Collected data
****************************************
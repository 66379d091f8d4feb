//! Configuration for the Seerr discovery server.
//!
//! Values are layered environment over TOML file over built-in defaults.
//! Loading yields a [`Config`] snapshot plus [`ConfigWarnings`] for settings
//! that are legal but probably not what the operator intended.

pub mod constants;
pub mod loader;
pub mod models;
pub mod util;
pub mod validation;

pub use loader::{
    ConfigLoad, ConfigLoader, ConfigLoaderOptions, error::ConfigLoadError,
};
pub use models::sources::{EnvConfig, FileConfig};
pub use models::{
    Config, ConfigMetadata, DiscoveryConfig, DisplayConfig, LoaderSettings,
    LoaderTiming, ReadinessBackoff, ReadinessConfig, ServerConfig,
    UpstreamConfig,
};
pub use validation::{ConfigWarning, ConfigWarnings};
****************************************
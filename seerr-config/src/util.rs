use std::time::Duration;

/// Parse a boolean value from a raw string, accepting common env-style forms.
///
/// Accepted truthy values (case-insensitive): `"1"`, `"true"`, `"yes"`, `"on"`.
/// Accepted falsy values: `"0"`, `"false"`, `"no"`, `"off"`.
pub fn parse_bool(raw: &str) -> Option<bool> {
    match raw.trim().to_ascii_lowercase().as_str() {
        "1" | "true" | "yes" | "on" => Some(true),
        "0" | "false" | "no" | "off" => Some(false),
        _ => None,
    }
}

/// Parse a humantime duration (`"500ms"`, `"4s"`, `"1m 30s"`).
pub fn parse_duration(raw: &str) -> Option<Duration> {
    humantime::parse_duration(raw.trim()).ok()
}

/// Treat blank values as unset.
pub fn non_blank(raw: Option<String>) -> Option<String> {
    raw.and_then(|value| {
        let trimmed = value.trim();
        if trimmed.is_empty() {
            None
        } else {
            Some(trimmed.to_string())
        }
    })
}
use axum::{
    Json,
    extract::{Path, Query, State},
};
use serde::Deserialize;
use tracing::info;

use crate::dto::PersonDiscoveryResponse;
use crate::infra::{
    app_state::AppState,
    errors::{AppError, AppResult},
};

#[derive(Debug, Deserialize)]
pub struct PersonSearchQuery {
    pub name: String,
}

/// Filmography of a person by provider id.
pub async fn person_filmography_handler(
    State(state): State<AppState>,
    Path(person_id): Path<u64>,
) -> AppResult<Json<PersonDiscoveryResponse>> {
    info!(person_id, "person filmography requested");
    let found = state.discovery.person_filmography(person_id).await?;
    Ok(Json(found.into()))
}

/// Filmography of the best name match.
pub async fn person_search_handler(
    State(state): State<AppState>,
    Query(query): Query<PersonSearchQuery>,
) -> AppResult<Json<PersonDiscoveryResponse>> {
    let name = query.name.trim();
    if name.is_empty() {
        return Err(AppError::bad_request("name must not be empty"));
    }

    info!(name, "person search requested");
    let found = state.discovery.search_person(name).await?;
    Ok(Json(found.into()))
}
****************************************
* **HOW TO COMPLETE THIS TASK**
The expected answer is every line in the data above that carries the string "crate".

* **EXPECTED ANSWER**
use crate::dto::PersonDiscoveryResponse;
use crate::infra::{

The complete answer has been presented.